Exercise details:
Within the listing below, show every line that contains the word "DirectoryResult".
Segment Start: Information provided
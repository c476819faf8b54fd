//! Conversation (channel) queries over the web API.

use crate::error::{DirectoryError, DirectoryResult};
use crate::models::Channel;
use crate::retry::RetryPolicy;
use crate::web::WebApiClient;
use std::collections::BTreeMap;
use tracing::{debug, info, warn};

/// Conversation types included in listings.
const LISTED_TYPES: &str = "public_channel,private_channel";

/// Which attribute keys a channel listing.
#[derive(Debug, Clone, Copy, Default, PartialEq, Eq)]
pub enum ChannelKey {
    #[default]
    Name,
    Id,
}

/// Value side of a channel listing.
#[derive(Debug, Clone, PartialEq)]
pub enum ChannelEntry {
    /// The full channel record.
    Record(Channel),
    /// Only the other key (the id when keyed by name, and vice versa).
    Key(String),
}

impl ChannelEntry {
    #[must_use]
    pub fn as_record(&self) -> Option<&Channel> {
        match self {
            Self::Record(channel) => Some(channel),
            Self::Key(_) => None,
        }
    }

    #[must_use]
    pub fn as_key(&self) -> Option<&str> {
        match self {
            Self::Key(key) => Some(key),
            Self::Record(_) => None,
        }
    }
}

#[derive(Debug, Clone, Copy)]
pub struct ChannelOperations<'a> {
    web: &'a WebApiClient,
    retry_policy: &'a RetryPolicy,
}

impl<'a> ChannelOperations<'a> {
    #[must_use]
    pub fn new(web: &'a WebApiClient, retry_policy: &'a RetryPolicy) -> Self {
        Self { web, retry_policy }
    }

    /// All public and private channels, keyed by name or id.
    ///
    /// With `only_counterpart`, values are the other key instead of the
    /// full record. Later duplicates of a key replace earlier ones.
    pub async fn list(
        &self,
        key: ChannelKey,
        only_counterpart: bool,
    ) -> DirectoryResult<BTreeMap<String, ChannelEntry>> {
        let mut listing = BTreeMap::new();
        let mut cursor: Option<String> = None;

        loop {
            let page = self
                .retry_policy
                .execute("conversations_list", || {
                    self.web.conversations_list(LISTED_TYPES, cursor.as_deref())
                })
                .await?;

            for channel in page.items {
                let (k, other) = match key {
                    ChannelKey::Name => (channel.name.clone(), channel.id.clone()),
                    ChannelKey::Id => (channel.id.clone(), channel.name.clone()),
                };
                let entry = if only_counterpart {
                    ChannelEntry::Key(other)
                } else {
                    ChannelEntry::Record(channel)
                };
                listing.insert(k, entry);
            }

            if !advance_cursor(&mut cursor, page.next_cursor) {
                break;
            }
        }

        debug!(count = listing.len(), "Listed channels");
        Ok(listing)
    }

    /// Create a channel. Absent when the remote refuses (e.g. the name is
    /// taken); only transport-level failures are errors.
    pub async fn create(&self, name: &str, is_private: bool) -> DirectoryResult<Option<Channel>> {
        let result = self
            .retry_policy
            .execute("conversations_create", || {
                self.web.conversations_create(name, is_private)
            })
            .await;

        match result {
            Ok(channel) => {
                info!(channel_id = %channel.id, name, is_private, "Channel created");
                Ok(Some(channel))
            }
            Err(DirectoryError::Api { error, .. }) => {
                info!(name, error = %error, "Channel not created");
                Ok(None)
            }
            Err(DirectoryError::RemoteStatus { status, .. }) if status < 500 => {
                info!(name, status, "Channel not created");
                Ok(None)
            }
            Err(e) => Err(e),
        }
    }

    /// Like [`create`](Self::create) but only the new channel's id.
    pub async fn create_id(&self, name: &str, is_private: bool) -> DirectoryResult<Option<String>> {
        Ok(self.create(name, is_private).await?.map(|c| c.id))
    }

    /// Every member id of a conversation, across all pages.
    pub async fn members(&self, channel_id: &str) -> DirectoryResult<Vec<String>> {
        let mut members = Vec::new();
        let mut cursor: Option<String> = None;

        loop {
            let page = self
                .retry_policy
                .execute("conversations_members", || {
                    self.web.conversations_members(channel_id, cursor.as_deref())
                })
                .await?;
            members.extend(page.items);

            if !advance_cursor(&mut cursor, page.next_cursor) {
                break;
            }
        }

        Ok(members)
    }
}

/// Move `cursor` to `next`. False when paging is over, either because
/// there is no next cursor or because the remote handed back the one just used.
fn advance_cursor(cursor: &mut Option<String>, next: Option<String>) -> bool {
    match next {
        Some(next) if cursor.as_deref() == Some(next.as_str()) => {
            warn!(cursor = %next, "Cursor repeated, stopping pagination");
            false
        }
        Some(next) => {
            *cursor = Some(next);
            true
        }
        None => false,
    }
}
Segment End: Information provided
Answer to this task:
use crate::error::{DirectoryError, DirectoryResult};
    ) -> DirectoryResult<BTreeMap<String, ChannelEntry>> {
    pub async fn create(&self, name: &str, is_private: bool) -> DirectoryResult<Option<Channel>> {
    pub async fn create_id(&self, name: &str, is_private: bool) -> DirectoryResult<Option<String>> {
    pub async fn members(&self, channel_id: &str) -> DirectoryResult<Vec<String>> {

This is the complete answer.